- [EXERCISE INPUTS]:
╭──
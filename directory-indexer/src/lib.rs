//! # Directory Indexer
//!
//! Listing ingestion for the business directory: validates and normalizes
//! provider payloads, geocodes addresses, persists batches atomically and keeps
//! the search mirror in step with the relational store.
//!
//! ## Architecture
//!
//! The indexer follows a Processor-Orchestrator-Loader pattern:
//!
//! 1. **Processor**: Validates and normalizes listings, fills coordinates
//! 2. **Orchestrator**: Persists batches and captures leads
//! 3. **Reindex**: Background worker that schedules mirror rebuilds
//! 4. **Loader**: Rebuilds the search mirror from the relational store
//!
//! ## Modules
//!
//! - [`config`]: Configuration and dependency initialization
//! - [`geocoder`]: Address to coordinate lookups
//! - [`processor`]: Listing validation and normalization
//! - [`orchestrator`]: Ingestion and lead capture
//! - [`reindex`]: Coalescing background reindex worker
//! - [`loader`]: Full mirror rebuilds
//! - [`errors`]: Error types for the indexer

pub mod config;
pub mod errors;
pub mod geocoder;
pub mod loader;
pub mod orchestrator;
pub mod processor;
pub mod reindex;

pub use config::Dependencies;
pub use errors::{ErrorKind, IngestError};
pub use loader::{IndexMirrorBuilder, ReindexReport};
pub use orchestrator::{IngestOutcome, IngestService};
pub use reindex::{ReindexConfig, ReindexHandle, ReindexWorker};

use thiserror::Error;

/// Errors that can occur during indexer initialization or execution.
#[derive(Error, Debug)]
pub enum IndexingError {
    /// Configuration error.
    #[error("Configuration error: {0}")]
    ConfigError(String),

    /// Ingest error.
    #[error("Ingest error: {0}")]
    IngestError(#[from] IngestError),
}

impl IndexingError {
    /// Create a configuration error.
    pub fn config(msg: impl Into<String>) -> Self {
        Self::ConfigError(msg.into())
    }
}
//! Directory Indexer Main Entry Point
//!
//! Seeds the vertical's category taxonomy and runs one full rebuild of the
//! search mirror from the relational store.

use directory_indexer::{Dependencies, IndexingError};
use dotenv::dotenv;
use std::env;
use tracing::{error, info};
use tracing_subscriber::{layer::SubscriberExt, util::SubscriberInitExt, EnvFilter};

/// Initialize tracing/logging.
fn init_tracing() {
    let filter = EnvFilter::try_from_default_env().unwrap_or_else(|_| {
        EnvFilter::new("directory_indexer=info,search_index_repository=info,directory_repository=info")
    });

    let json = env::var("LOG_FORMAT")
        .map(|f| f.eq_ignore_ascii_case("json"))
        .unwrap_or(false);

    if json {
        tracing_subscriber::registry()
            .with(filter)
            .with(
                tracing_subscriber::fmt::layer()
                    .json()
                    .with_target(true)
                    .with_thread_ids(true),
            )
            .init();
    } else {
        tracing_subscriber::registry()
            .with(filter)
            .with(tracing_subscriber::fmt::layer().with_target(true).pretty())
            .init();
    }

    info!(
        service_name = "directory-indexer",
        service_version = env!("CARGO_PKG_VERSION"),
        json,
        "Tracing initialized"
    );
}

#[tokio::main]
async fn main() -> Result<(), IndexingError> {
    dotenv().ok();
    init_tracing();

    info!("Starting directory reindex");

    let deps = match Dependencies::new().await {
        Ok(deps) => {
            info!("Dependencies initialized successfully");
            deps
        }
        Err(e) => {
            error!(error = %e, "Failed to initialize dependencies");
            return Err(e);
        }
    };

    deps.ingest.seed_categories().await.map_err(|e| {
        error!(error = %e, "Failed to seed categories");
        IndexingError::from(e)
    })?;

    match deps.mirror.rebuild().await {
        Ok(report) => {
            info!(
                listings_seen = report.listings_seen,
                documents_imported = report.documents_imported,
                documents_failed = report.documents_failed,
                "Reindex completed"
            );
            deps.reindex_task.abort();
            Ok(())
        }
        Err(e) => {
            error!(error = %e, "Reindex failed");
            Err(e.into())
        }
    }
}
╰──
╭──
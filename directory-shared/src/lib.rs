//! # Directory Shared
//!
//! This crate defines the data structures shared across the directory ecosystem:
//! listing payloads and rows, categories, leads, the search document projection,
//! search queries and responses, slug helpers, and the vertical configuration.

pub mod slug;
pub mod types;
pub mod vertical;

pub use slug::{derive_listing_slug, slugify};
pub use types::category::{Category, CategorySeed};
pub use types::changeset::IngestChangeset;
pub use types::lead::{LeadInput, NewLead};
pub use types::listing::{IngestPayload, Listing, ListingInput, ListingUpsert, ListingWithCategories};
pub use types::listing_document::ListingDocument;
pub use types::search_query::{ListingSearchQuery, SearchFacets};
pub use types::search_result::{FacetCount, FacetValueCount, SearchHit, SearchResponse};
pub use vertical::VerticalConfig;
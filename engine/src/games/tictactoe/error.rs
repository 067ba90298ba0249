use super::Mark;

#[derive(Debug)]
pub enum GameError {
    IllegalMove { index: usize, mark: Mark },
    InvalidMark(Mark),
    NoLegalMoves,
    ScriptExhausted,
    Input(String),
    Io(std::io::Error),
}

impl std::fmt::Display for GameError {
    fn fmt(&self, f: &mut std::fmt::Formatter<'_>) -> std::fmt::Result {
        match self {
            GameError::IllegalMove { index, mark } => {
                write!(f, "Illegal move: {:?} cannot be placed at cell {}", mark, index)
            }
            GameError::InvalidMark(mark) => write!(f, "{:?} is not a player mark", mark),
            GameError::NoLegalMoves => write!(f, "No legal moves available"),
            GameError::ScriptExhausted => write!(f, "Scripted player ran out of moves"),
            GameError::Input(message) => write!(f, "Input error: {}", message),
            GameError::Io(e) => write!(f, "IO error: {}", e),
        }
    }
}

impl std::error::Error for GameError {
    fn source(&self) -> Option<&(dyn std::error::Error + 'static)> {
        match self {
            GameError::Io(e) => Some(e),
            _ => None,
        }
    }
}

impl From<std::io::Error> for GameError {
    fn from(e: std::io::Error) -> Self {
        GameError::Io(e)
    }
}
╰──
╭──
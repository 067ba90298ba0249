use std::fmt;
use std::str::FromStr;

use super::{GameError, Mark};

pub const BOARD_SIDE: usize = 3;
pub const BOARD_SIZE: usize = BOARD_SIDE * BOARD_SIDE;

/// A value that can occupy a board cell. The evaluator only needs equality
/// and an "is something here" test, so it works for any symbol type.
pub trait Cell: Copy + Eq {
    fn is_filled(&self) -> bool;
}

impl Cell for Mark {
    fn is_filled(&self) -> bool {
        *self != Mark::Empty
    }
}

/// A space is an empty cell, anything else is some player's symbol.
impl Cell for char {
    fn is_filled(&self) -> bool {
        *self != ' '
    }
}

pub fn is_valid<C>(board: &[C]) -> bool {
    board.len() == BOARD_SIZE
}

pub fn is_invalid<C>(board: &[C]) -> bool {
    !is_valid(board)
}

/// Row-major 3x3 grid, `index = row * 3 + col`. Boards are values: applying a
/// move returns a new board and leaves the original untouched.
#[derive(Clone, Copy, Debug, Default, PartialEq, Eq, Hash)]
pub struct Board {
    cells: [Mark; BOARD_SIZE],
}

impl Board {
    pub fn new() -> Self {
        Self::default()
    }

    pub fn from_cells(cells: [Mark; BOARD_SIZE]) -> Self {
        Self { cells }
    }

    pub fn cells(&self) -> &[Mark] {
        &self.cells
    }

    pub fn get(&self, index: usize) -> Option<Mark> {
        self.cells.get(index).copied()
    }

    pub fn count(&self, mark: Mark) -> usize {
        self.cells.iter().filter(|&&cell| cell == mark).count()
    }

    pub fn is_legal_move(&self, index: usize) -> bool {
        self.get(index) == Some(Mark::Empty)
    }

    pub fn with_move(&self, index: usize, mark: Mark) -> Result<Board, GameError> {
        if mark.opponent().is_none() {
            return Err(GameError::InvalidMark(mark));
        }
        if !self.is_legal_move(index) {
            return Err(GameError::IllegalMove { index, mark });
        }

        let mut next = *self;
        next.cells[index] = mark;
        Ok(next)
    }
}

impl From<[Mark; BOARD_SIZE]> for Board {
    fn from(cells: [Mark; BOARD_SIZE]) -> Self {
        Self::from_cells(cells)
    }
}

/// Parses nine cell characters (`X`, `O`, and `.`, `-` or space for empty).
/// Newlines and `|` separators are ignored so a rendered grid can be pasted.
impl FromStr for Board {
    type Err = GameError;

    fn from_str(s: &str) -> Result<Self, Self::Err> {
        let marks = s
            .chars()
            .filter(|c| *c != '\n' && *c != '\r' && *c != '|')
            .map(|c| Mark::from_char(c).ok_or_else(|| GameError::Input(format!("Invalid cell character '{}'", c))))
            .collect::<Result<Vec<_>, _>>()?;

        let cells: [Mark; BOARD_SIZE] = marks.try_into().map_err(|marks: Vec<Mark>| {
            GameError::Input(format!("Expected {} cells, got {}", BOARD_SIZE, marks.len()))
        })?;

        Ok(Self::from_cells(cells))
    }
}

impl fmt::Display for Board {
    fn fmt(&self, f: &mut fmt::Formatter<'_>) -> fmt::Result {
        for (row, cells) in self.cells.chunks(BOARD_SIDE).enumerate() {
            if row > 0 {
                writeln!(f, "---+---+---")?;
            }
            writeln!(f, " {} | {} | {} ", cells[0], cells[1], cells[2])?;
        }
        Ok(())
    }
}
╰──
- [WORK REQUEST]: Please find every line in the records above that holds the word "Option" and copy it.

- [OUTPUT FOR THIS EXERCISE]:
    fn source(&self) -> Option<&(dyn std::error::Error + 'static)> {
    pub fn get(&self, index: usize) -> Option<Mark> {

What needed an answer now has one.